Record set:

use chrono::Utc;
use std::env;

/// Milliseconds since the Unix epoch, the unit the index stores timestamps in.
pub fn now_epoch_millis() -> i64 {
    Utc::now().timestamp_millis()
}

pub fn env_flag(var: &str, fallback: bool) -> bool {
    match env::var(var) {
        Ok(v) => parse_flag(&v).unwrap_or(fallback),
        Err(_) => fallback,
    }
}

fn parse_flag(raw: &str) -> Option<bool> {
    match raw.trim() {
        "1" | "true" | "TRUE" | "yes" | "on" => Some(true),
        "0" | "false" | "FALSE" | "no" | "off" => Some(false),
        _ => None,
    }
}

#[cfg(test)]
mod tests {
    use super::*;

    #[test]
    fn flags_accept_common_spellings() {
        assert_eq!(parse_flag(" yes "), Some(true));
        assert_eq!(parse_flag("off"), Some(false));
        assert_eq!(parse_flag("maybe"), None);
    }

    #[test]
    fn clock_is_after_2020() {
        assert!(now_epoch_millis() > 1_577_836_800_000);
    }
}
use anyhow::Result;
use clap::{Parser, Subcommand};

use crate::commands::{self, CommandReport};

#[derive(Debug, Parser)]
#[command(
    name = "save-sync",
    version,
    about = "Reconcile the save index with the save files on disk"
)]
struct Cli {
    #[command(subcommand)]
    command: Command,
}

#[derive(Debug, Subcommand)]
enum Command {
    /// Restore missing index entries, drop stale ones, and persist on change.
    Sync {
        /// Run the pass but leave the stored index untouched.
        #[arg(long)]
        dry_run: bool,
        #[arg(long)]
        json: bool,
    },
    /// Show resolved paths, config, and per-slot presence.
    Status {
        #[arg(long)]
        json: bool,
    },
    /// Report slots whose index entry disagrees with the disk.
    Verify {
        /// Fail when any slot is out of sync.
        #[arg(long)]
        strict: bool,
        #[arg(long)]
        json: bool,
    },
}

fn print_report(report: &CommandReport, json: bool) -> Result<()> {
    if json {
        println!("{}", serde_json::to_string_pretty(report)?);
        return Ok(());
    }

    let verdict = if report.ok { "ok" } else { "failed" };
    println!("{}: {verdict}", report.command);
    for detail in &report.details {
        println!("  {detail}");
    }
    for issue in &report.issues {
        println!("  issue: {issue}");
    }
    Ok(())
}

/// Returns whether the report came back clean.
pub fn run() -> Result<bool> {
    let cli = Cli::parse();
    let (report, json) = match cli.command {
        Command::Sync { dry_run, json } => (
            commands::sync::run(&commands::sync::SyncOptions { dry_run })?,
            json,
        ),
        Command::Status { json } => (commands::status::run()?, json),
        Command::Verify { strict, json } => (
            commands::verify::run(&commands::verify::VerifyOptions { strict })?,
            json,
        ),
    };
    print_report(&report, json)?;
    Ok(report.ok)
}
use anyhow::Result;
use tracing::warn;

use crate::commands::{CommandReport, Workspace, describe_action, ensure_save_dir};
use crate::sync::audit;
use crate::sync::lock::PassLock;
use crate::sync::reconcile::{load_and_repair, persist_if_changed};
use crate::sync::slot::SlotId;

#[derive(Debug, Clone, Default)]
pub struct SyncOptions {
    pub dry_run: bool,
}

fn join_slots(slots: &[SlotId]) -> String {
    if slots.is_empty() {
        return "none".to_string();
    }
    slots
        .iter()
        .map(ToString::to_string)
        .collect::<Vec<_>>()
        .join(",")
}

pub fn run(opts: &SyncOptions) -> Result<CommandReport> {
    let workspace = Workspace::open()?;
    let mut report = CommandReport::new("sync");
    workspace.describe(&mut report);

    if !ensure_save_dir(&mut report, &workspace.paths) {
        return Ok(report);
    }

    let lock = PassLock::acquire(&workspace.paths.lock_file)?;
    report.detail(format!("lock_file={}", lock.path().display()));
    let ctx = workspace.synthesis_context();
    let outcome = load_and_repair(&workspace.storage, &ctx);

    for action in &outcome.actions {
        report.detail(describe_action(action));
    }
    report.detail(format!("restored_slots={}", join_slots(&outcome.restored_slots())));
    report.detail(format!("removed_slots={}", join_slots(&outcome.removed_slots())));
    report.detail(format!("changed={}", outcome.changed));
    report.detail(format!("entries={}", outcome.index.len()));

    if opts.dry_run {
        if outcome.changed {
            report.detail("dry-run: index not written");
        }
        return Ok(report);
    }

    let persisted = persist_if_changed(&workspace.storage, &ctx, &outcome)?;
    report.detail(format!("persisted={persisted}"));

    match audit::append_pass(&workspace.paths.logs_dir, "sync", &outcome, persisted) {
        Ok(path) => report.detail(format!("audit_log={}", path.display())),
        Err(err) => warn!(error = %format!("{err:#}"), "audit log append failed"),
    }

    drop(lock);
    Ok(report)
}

* * *

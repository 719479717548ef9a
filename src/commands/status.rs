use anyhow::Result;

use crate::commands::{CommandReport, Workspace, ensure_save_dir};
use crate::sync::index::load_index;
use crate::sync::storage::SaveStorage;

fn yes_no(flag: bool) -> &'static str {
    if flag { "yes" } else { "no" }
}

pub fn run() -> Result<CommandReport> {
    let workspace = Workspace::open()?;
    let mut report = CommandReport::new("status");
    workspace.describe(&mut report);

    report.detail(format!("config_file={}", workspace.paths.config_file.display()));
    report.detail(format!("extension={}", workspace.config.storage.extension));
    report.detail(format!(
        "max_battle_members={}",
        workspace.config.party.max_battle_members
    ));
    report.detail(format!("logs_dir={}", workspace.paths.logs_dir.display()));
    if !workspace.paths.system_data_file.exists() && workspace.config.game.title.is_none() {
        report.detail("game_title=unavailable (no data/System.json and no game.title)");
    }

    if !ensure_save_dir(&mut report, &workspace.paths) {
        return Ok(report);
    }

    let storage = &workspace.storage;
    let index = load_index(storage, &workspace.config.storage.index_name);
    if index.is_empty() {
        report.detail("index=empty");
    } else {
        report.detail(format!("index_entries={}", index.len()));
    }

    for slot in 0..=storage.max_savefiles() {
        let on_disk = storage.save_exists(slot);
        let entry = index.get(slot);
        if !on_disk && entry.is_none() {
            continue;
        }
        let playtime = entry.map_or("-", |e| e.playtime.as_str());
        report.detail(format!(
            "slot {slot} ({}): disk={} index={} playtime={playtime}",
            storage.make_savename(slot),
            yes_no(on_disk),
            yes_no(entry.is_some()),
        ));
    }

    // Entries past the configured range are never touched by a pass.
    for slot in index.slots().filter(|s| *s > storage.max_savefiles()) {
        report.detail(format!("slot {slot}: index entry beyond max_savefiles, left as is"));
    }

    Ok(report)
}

Your objective: Every line above with the word "true" belongs in the answer, copied as written.

Answer to the problem:
        "1" | "true" | "TRUE" | "yes" | "on" => Some(true),
        assert_eq!(parse_flag(" yes "), Some(true));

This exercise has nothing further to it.